**About this exercise**
Return every line from the records below in which the word "types" is found.

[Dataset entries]

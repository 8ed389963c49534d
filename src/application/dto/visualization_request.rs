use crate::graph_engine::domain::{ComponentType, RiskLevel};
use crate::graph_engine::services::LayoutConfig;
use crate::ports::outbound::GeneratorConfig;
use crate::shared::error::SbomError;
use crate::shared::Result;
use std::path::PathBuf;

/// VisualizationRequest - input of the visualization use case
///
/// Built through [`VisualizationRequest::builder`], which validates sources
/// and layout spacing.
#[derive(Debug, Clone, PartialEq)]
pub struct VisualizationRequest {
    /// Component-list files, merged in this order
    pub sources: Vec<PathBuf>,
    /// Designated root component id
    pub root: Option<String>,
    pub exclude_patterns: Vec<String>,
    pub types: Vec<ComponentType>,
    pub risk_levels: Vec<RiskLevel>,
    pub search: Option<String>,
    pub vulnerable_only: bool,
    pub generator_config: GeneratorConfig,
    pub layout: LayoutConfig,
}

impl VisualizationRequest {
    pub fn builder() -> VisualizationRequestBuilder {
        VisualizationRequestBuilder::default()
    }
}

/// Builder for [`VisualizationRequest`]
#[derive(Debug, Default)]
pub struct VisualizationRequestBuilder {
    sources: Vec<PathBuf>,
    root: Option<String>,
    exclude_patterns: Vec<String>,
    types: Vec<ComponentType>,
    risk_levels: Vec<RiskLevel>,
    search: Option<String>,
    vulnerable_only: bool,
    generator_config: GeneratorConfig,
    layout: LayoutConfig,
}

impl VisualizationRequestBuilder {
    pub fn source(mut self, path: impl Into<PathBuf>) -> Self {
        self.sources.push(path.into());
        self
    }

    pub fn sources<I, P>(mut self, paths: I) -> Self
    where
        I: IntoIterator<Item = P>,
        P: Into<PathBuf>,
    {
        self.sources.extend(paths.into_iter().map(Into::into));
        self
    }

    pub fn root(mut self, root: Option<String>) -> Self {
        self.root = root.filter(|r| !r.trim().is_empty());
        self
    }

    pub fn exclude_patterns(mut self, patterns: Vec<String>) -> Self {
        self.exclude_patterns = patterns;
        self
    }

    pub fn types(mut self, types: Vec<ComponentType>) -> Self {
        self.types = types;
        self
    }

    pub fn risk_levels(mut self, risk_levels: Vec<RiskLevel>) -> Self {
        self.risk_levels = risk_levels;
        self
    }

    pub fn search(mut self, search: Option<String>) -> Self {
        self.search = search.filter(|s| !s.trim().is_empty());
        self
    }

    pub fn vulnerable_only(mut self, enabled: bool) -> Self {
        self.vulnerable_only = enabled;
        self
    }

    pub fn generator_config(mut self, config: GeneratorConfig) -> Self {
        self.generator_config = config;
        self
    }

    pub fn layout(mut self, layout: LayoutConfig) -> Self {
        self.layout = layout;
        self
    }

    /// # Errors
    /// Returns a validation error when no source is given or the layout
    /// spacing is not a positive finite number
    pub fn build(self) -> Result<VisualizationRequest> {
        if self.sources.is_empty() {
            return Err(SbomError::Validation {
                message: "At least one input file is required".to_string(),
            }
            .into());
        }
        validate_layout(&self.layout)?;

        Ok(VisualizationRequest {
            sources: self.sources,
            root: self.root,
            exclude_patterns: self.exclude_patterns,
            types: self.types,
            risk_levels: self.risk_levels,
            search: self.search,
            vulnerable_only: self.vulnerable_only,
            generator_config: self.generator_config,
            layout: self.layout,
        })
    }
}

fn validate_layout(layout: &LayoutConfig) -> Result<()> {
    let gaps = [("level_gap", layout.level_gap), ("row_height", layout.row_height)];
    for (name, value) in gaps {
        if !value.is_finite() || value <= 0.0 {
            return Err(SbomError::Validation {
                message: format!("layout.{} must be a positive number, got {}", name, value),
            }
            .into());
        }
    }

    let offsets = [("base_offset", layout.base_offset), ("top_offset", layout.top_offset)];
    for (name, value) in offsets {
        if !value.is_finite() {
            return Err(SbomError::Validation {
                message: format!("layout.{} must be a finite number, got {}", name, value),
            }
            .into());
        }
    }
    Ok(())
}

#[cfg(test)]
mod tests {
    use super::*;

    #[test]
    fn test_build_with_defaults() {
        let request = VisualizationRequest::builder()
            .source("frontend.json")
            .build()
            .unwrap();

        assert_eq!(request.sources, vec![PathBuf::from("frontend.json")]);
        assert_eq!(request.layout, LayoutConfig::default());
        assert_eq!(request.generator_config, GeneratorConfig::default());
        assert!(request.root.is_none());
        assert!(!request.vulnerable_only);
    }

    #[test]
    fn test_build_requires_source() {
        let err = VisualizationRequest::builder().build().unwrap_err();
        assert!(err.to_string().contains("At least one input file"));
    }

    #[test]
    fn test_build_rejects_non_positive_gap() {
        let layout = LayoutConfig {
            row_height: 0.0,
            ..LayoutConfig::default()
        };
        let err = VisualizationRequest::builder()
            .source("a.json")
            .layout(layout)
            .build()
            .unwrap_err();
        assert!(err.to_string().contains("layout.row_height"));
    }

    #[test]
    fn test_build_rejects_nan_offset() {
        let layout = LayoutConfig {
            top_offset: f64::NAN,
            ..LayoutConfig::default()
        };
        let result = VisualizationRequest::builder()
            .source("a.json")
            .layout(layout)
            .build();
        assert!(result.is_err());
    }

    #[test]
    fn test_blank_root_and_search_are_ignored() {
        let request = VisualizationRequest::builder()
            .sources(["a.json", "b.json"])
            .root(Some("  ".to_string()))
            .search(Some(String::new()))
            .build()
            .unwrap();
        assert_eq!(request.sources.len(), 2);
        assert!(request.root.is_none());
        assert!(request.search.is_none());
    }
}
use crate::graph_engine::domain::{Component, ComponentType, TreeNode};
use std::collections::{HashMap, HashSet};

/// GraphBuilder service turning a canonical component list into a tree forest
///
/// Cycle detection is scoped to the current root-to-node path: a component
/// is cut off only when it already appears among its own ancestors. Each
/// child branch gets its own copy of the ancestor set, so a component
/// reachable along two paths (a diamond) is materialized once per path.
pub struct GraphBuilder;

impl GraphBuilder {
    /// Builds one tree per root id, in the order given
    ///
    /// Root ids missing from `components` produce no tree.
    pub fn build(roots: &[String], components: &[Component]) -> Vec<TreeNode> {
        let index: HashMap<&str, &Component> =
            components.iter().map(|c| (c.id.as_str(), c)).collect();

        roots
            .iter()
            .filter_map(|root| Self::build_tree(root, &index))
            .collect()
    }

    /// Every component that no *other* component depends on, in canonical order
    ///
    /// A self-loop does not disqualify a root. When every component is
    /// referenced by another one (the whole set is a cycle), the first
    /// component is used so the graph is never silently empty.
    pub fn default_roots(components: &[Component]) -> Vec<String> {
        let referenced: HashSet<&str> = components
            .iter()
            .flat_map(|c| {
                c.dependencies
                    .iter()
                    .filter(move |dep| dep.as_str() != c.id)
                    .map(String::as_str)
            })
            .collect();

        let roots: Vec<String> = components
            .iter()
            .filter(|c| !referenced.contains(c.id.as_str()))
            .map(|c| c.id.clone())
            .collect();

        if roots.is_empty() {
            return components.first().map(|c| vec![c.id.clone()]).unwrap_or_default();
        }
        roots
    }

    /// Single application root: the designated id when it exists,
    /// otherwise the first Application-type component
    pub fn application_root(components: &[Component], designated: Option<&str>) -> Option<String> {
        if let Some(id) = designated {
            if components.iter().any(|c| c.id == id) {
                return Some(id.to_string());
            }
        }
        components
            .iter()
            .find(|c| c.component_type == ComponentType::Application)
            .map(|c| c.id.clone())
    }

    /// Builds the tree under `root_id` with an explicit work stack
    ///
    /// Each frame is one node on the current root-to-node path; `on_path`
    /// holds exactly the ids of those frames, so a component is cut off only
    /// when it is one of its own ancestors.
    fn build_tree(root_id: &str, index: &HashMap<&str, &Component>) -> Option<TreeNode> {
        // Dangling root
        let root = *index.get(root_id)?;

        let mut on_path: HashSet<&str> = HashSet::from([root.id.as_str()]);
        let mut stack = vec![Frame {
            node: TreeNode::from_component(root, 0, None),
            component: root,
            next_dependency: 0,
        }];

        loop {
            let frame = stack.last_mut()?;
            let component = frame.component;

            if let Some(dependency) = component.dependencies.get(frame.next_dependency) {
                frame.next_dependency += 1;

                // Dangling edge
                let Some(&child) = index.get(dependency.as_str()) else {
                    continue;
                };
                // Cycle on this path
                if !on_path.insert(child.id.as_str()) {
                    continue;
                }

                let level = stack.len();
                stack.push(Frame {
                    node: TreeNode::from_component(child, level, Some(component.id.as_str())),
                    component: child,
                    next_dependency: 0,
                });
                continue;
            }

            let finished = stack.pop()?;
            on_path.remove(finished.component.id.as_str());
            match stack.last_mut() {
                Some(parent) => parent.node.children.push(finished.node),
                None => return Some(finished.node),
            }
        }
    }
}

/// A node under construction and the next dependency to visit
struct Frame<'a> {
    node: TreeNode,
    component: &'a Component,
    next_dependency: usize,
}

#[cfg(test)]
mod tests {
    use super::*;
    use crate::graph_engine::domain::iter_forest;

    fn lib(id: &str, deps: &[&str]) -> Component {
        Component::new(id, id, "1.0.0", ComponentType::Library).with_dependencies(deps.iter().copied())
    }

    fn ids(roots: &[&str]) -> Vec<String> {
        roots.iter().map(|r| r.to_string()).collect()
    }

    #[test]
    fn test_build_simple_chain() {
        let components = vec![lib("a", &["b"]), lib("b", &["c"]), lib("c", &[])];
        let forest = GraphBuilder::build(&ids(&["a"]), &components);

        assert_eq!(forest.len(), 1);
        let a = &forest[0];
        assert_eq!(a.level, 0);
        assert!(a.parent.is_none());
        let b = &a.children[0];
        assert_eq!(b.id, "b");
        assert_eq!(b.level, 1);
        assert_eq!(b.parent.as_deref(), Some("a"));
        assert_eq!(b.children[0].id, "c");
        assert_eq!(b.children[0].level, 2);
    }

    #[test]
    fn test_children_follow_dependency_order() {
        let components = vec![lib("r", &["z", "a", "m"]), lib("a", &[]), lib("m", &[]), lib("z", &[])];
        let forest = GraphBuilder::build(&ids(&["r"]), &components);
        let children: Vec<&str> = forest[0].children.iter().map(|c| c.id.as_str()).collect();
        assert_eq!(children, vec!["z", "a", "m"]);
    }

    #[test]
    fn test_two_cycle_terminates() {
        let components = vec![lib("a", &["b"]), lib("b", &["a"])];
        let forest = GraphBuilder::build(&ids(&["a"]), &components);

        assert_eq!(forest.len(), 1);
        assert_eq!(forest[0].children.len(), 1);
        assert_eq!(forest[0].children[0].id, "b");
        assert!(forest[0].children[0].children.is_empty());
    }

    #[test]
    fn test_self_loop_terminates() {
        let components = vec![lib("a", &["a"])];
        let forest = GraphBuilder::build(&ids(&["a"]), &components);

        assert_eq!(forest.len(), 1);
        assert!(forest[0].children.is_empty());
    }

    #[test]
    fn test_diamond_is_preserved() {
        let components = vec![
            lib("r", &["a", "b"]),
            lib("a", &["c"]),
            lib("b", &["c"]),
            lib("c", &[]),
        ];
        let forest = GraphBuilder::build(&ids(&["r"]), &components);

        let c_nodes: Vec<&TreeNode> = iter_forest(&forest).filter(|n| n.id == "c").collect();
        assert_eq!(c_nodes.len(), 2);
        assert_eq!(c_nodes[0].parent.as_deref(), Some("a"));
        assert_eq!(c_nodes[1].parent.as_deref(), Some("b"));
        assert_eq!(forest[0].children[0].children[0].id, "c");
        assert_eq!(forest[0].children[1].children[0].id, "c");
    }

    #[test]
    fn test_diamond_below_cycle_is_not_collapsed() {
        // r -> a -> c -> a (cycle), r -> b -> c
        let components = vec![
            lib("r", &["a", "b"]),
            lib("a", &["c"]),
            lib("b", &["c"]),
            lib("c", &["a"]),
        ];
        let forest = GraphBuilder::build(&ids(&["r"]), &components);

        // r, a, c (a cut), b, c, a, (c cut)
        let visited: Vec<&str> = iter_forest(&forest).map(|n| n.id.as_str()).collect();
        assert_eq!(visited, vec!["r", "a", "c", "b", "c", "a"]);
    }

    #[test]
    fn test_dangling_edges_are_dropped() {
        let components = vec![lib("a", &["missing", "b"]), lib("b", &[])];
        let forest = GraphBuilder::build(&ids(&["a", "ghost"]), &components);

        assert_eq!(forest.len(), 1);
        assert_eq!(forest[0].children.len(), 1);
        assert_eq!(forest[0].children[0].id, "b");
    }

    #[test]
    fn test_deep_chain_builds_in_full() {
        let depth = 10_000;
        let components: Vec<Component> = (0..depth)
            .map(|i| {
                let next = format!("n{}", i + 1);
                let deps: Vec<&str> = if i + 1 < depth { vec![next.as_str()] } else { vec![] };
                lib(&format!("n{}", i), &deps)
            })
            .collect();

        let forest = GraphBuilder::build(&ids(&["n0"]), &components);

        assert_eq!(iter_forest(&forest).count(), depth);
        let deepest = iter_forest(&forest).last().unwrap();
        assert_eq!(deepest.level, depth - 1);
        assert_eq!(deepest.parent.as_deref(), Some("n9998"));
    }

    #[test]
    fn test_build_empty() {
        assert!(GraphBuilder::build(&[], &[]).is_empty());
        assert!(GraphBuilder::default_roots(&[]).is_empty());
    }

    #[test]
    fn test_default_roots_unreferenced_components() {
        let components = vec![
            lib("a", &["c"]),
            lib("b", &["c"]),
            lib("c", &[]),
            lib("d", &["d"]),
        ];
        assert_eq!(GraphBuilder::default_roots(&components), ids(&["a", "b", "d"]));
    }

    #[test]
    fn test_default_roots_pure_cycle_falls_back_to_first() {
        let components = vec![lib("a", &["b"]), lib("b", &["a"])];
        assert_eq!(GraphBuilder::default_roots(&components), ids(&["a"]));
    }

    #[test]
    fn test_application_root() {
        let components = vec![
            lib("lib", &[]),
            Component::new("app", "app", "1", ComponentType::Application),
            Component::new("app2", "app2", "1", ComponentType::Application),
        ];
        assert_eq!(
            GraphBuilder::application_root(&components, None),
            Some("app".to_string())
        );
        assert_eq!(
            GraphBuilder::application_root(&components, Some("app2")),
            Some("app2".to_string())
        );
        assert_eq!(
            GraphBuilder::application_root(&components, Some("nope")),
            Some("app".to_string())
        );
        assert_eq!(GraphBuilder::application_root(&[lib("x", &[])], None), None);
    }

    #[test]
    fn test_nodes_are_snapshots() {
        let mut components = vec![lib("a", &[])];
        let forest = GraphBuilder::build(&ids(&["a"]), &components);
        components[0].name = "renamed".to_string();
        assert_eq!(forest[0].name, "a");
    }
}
...
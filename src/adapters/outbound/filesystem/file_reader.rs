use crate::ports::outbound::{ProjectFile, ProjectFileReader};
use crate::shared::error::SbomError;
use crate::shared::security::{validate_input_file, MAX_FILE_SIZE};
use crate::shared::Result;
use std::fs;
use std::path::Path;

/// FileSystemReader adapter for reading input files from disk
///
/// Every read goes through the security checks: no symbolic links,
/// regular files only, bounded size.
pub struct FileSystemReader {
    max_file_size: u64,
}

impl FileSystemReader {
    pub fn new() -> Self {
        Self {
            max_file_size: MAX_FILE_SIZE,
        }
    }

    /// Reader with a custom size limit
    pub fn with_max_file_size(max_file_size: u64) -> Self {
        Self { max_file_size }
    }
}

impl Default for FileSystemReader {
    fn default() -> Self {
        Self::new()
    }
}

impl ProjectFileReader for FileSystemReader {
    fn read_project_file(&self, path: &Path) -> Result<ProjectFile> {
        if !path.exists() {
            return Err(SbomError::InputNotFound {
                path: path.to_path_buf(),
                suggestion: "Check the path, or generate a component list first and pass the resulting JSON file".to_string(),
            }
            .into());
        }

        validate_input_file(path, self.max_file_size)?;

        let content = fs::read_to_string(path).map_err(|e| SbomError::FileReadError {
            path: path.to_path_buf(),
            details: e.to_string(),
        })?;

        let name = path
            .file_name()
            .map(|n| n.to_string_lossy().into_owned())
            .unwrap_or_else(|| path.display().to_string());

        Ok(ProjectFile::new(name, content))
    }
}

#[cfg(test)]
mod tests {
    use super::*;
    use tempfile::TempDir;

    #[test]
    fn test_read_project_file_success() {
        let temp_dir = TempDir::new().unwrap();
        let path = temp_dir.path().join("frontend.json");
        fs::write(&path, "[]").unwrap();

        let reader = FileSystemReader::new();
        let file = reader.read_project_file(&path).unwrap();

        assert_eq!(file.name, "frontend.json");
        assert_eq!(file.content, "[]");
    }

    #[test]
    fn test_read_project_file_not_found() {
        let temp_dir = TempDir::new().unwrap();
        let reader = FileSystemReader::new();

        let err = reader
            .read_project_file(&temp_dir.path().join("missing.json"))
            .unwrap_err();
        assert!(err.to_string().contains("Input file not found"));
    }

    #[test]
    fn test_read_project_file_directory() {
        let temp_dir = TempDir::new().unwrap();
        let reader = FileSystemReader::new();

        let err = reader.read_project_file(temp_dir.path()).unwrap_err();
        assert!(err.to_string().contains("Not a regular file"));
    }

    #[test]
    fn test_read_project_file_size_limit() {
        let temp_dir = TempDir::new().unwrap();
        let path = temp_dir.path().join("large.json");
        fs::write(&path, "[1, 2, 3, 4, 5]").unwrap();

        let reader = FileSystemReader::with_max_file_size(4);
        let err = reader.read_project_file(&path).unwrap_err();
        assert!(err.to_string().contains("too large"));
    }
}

**Solved exercise**
    pub types: Vec<ComponentType>,
    types: Vec<ComponentType>,
    pub fn types(mut self, types: Vec<ComponentType>) -> Self {
        self.types = types;
            types: self.types,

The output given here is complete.